JAMES FENIMORE COOPER
James Fenimore Cooper, whose writing has evoked both admiration and disdain, is considered to be the first true American novelist. His most popular work, The Last of the Mohicans, has remained one of the most widely read novels throughout the world and it, along with the other four novels that make up The Leatherstocking Tales, has tremendously impacted the way many view both the American Indians and the frontier period of American history. The romanticized image of the strong, fearless, and ever resourceful frontiersman (i.e. Natty Bumppo), as well as the stoic, wise, and noble "red man" (i.e. Chingachgook) was borne more from Cooper's characterizations than any other source.
Born in Burlington, New Jersey on September 15, 1789 as James Cooper, the young boy began life with all the advantages of wealth and social prominence. James was one of thirteen children of Judge William Cooper, an early visionary who was able to obtain great financial success despite his own humble beginnings.
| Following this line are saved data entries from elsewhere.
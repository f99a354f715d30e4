use super::{
    constants::{RLP_EMPTY_LIST, RLP_NULL},
    error::RLPDecodeError,
};
use bytes::Bytes;
use ethereum_types::{Address, H160, H256, U256};

/// Max payload size accepted when decoding.
/// Any larger item in this engine's files is a bug or corruption, not data.
const MAX_RLP_BYTES: usize = 1024 * 1024 * 1024;

/// Trait for decoding RLP encoded slices of data.
/// Implementors provide [`decode_unfinished`](RLPDecode::decode_unfinished),
/// which returns the decoded value along with the remaining bytes; consumers
/// normally call [`decode`](RLPDecode::decode), which requires the input to
/// be fully consumed.
pub trait RLPDecode: Sized {
    fn decode_unfinished(rlp: &[u8]) -> Result<(Self, &[u8]), RLPDecodeError>;

    fn decode(rlp: &[u8]) -> Result<Self, RLPDecodeError> {
        let (decoded, remaining) = Self::decode_unfinished(rlp)?;
        if !remaining.is_empty() {
            return Err(RLPDecodeError::invalid_length());
        }

        Ok(decoded)
    }
}

impl RLPDecode for bool {
    #[inline(always)]
    fn decode_unfinished(buf: &[u8]) -> Result<(Self, &[u8]), RLPDecodeError> {
        if buf.is_empty() {
            return Err(RLPDecodeError::invalid_length());
        }
        let value = match buf[0] {
            RLP_NULL => false,
            0x01 => true,
            b => return Err(RLPDecodeError::malformed_boolean(b)),
        };

        Ok((value, &buf[1..]))
    }
}

impl RLPDecode for u8 {
    fn decode_unfinished(rlp: &[u8]) -> Result<(Self, &[u8]), RLPDecodeError> {
        let first_byte = rlp.first().ok_or(RLPDecodeError::invalid_length())?;
        match first_byte {
            0..=0x7f => {
                let rest = rlp.get(1..).ok_or(RLPDecodeError::malformed_data())?;
                Ok((*first_byte, rest))
            }

            // RLP_NULL represents zero
            &RLP_NULL => {
                let rest = rlp.get(1..).ok_or(RLPDecodeError::malformed_data())?;
                Ok((0, rest))
            }

            x if rlp.len() >= 2 && *x == RLP_NULL + 1 => {
                let rest = rlp.get(2..).ok_or(RLPDecodeError::malformed_data())?;
                Ok((rlp[1], rest))
            }

            _ => Err(RLPDecodeError::malformed_data()),
        }
    }
}

impl RLPDecode for u16 {
    fn decode_unfinished(rlp: &[u8]) -> Result<(Self, &[u8]), RLPDecodeError> {
        let (bytes, rest) = decode_bytes(rlp)?;
        let padded_bytes = static_left_pad(bytes)?;
        Ok((u16::from_be_bytes(padded_bytes), rest))
    }
}

impl RLPDecode for u32 {
    fn decode_unfinished(rlp: &[u8]) -> Result<(Self, &[u8]), RLPDecodeError> {
        let (bytes, rest) = decode_bytes(rlp)?;
        let padded_bytes = static_left_pad(bytes)?;
        Ok((u32::from_be_bytes(padded_bytes), rest))
    }
}

impl RLPDecode for u64 {
    fn decode_unfinished(rlp: &[u8]) -> Result<(Self, &[u8]), RLPDecodeError> {
        let (bytes, rest) = decode_bytes(rlp)?;
        let padded_bytes = static_left_pad(bytes)?;
        Ok((u64::from_be_bytes(padded_bytes), rest))
    }
}

impl RLPDecode for usize {
    fn decode_unfinished(rlp: &[u8]) -> Result<(Self, &[u8]), RLPDecodeError> {
        let (bytes, rest) = decode_bytes(rlp)?;
        let padded_bytes = static_left_pad(bytes)?;
        Ok((usize::from_be_bytes(padded_bytes), rest))
    }
}

// Fixed-size byte arrays are decoded from byte-strings of exactly that size.
impl<const N: usize> RLPDecode for [u8; N] {
    fn decode_unfinished(rlp: &[u8]) -> Result<(Self, &[u8]), RLPDecodeError> {
        let (decoded_bytes, rest) = decode_bytes(rlp)?;
        let value = decoded_bytes
            .try_into()
            .map_err(|_| RLPDecodeError::invalid_length());

        Ok((value?, rest))
    }
}

impl RLPDecode for Bytes {
    fn decode_unfinished(rlp: &[u8]) -> Result<(Self, &[u8]), RLPDecodeError> {
        let (decoded, rest) = decode_bytes(rlp)?;
        Ok((Bytes::copy_from_slice(decoded), rest))
    }
}

impl RLPDecode for String {
    fn decode_unfinished(rlp: &[u8]) -> Result<(Self, &[u8]), RLPDecodeError> {
        let (str_bytes, rest) = decode_bytes(rlp)?;
        let value =
            String::from_utf8(str_bytes.to_vec()).map_err(|_| RLPDecodeError::malformed_data())?;
        Ok((value, rest))
    }
}

impl RLPDecode for H256 {
    fn decode_unfinished(rlp: &[u8]) -> Result<(Self, &[u8]), RLPDecodeError> {
        let (value, rest) = RLPDecode::decode_unfinished(rlp)?;
        Ok((H256(value), rest))
    }
}

impl RLPDecode for Address {
    fn decode_unfinished(rlp: &[u8]) -> Result<(Self, &[u8]), RLPDecodeError> {
        let (value, rest) = RLPDecode::decode_unfinished(rlp)?;
        Ok((H160(value), rest))
    }
}

impl RLPDecode for U256 {
    fn decode_unfinished(rlp: &[u8]) -> Result<(Self, &[u8]), RLPDecodeError> {
        let (bytes, rest) = decode_bytes(rlp)?;
        let padded_bytes: [u8; 32] = static_left_pad(bytes)?;
        Ok((U256::from_big_endian(&padded_bytes), rest))
    }
}

// A Vec<T> is a list of elements of the same type. To decode a slice of
// bytes, use the [u8; N] or Bytes implementations instead.
impl<T: RLPDecode> RLPDecode for Vec<T> {
    fn decode_unfinished(rlp: &[u8]) -> Result<(Self, &[u8]), RLPDecodeError> {
        if rlp.is_empty() {
            return Err(RLPDecodeError::invalid_length());
        }

        if rlp[0] == RLP_EMPTY_LIST {
            return Ok((Vec::new(), &rlp[1..]));
        }

        let (is_list, payload, input_rest) = decode_rlp_item(rlp)?;
        if !is_list {
            return Err(RLPDecodeError::malformed_data());
        }

        let mut result = Vec::new();
        let mut current_slice = payload;

        while !current_slice.is_empty() {
            let (item, rest_current_list) = T::decode_unfinished(current_slice)?;
            result.push(item);
            current_slice = rest_current_list;
        }

        Ok((result, input_rest))
    }
}

impl<T1: RLPDecode, T2: RLPDecode> RLPDecode for (T1, T2) {
    fn decode_unfinished(rlp: &[u8]) -> Result<(Self, &[u8]), RLPDecodeError> {
        if rlp.is_empty() {
            return Err(RLPDecodeError::invalid_length());
        }

        let (is_list, payload, input_rest) = decode_rlp_item(rlp)?;
        if !is_list {
            return Err(RLPDecodeError::malformed_data());
        }

        let (first, first_rest) = T1::decode_unfinished(payload)?;
        let (second, second_rest) = T2::decode_unfinished(first_rest)?;

        if !second_rest.is_empty() {
            return Err(RLPDecodeError::malformed_data());
        }

        Ok(((first, second), input_rest))
    }
}

impl<T1: RLPDecode, T2: RLPDecode, T3: RLPDecode> RLPDecode for (T1, T2, T3) {
    fn decode_unfinished(rlp: &[u8]) -> Result<(Self, &[u8]), RLPDecodeError> {
        if rlp.is_empty() {
            return Err(RLPDecodeError::invalid_length());
        }
        let (is_list, payload, input_rest) = decode_rlp_item(rlp)?;
        if !is_list {
            return Err(RLPDecodeError::malformed_data());
        }
        let (first, first_rest) = T1::decode_unfinished(payload)?;
        let (second, second_rest) = T2::decode_unfinished(first_rest)?;
        let (third, third_rest) = T3::decode_unfinished(second_rest)?;
        if !third_rest.is_empty() {
            return Err(RLPDecodeError::malformed_data());
        }

        Ok(((first, second, third), input_rest))
    }
}

/// Decodes a single RLP item from a slice of bytes. Returns:
/// - whether the item is a list,
/// - the item's payload without its prefix,
/// - the remaining bytes after the item.
pub fn decode_rlp_item(data: &[u8]) -> Result<(bool, &[u8], &[u8]), RLPDecodeError> {
    if data.is_empty() {
        return Err(RLPDecodeError::invalid_length());
    }

    let first_byte = data[0];

    match first_byte {
        0..=0x7F => Ok((false, &data[..1], &data[1..])),
        0x80..=0xB7 => {
            let length = (first_byte - 0x80) as usize;
            if length > MAX_RLP_BYTES || data.len() < length + 1 {
                return Err(RLPDecodeError::invalid_length());
            }
            Ok((false, &data[1..length + 1], &data[length + 1..]))
        }
        0xB8..=0xBF => {
            let length_of_length = (first_byte - 0xB7) as usize;
            if data.len() < length_of_length + 1 {
                return Err(RLPDecodeError::invalid_length());
            }
            let length_bytes = &data[1..length_of_length + 1];
            let length = usize::from_be_bytes(static_left_pad(length_bytes)?);
            if length > MAX_RLP_BYTES || data.len() < length_of_length + length + 1 {
                return Err(RLPDecodeError::invalid_length());
            }
            Ok((
                false,
                &data[length_of_length + 1..length_of_length + length + 1],
                &data[length_of_length + length + 1..],
            ))
        }
        RLP_EMPTY_LIST..=0xF7 => {
            let length = (first_byte - RLP_EMPTY_LIST) as usize;
            if length > MAX_RLP_BYTES || data.len() < length + 1 {
                return Err(RLPDecodeError::invalid_length());
            }
            Ok((true, &data[1..length + 1], &data[length + 1..]))
        }
        0xF8..=0xFF => {
            let list_length = (first_byte - 0xF7) as usize;
            if data.len() < list_length + 1 {
                return Err(RLPDecodeError::invalid_length());
            }
            let length_bytes = &data[1..list_length + 1];
            let payload_length = usize::from_be_bytes(static_left_pad(length_bytes)?);
            if payload_length > MAX_RLP_BYTES || data.len() < list_length + payload_length + 1 {
                return Err(RLPDecodeError::invalid_length());
            }
            Ok((
                true,
                &data[list_length + 1..list_length + payload_length + 1],
                &data[list_length + payload_length + 1..],
            ))
        }
    }
}

/// Splits off a single RLP item, keeping its prefix. Returns the item
/// (prefix included) and the remaining bytes after it.
pub fn get_item_with_prefix(data: &[u8]) -> Result<(&[u8], &[u8]), RLPDecodeError> {
    let (_, payload, rest) = decode_rlp_item(data)?;
    let item_len = data.len() - rest.len();
    debug_assert!(payload.len() <= item_len);
    Ok((&data[..item_len], rest))
}

/// Decodes the payload of an RLP byte-string. Fails on lists.
pub fn decode_bytes(data: &[u8]) -> Result<(&[u8], &[u8]), RLPDecodeError> {
    let (is_list, payload, rest) = decode_rlp_item(data)?;
    if is_list {
        return Err(RLPDecodeError::unexpected_list());
    }
    Ok((payload, rest))
}

/// Pads a byte slice with zeros on the left to a fixed size array.
/// Leading zeros in the input are malformed (non-minimal integer encoding).
#[inline]
pub fn static_left_pad<const N: usize>(data: &[u8]) -> Result<[u8; N], RLPDecodeError> {
    let mut result = [0; N];

    if data.is_empty() {
        return Ok(result);
    }
    if data[0] == 0 {
        return Err(RLPDecodeError::malformed_data());
    }
    if data.len() > N {
        return Err(RLPDecodeError::invalid_length());
    }

    result[N - data.len()..].copy_from_slice(data);
    Ok(result)
}

#[cfg(test)]
mod tests {
    use super::*;
    use crate::encode::RLPEncode;

    #[test]
    fn can_decode_u64_roundtrip() {
        for n in [0u64, 1, 0x7f, 0x80, 0x1234, u64::MAX] {
            let encoded = n.encode_to_vec();
            assert_eq!(u64::decode(&encoded).unwrap(), n);
        }
    }

    #[test]
    fn rejects_trailing_bytes() {
        let mut encoded = 1u64.encode_to_vec();
        encoded.push(0xaa);
        assert!(u64::decode(&encoded).is_err());
    }

    #[test]
    fn rejects_non_minimal_integers() {
        // [0x82, 0x00, 0x01] is 1 encoded with a leading zero
        assert!(u64::decode(&[0x82, 0x00, 0x01]).is_err());
    }

    #[test]
    fn can_decode_strings_and_lists() {
        let (value, rest) = decode_bytes(&[0x83, b'd', b'o', b'g']).unwrap();
        assert_eq!(value, b"dog");
        assert!(rest.is_empty());

        let decoded: Vec<String> =
            Vec::decode(&[0xc8, 0x83, b'c', b'a', b't', 0x83, b'd', b'o', b'g']).unwrap();
        assert_eq!(decoded, vec!["cat".to_string(), "dog".to_string()]);
    }

    #[test]
    fn item_with_prefix_splits_correctly() {
        let data = [0x83, b'd', b'o', b'g', 0x01];
        let (item, rest) = get_item_with_prefix(&data).unwrap();
        assert_eq!(item, &[0x83, b'd', b'o', b'g']);
        assert_eq!(rest, &[0x01]);
    }
}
The judge settled vast tracts of land in Pennsylvania and New York, became a congressman, actively promoted public service, established an expectedly dynastic financial and political family, and founded Cooperstown, NY, which became the boyhood home of James. William Cooper tried to instill in his children an understanding of the financial potential which the young republic had, balanced with his philosophy that with wealth came many responsibilities for the good of others (he was notoriously charitable, some would say, excessively generous). It appeared as though the Cooper family, with such a potentially bright future, could expect to leave a prolific and powerful legacy. Fate though, with its often tragic consequences and unexpected derailments, was waiting to strike. Meanwhile, the Cooper children enjoyed a life of leisurely wonder in upstate New York.
James and his brothers roamed and explored what was then a frontier village with a freedom that most children today would find enviable. The wilds of the forests and mountains beckoned the boys and aroused their unrestrained curiosity. The passion for the wilderness which developed in the wandering lads prompted their sister Hannah to write, "They are very wild and show plainly they have been bred in the woods." It was here in the Hudson River region that James became acquainted with the Indians of central New York state, the art of wilderness survival, the game-bearing Hawkeye prototype who, along with his long rifle and canine companions, visited the Cooper home, and the settlers whose wasteful tendencies disturbed the youth who had fallen in love with the natural beauty of the surrounding wilderness. It was here, during his innocence, the future author developed his sentiments regarding the very things that would later serve as central themes of The Last of the Mohicans.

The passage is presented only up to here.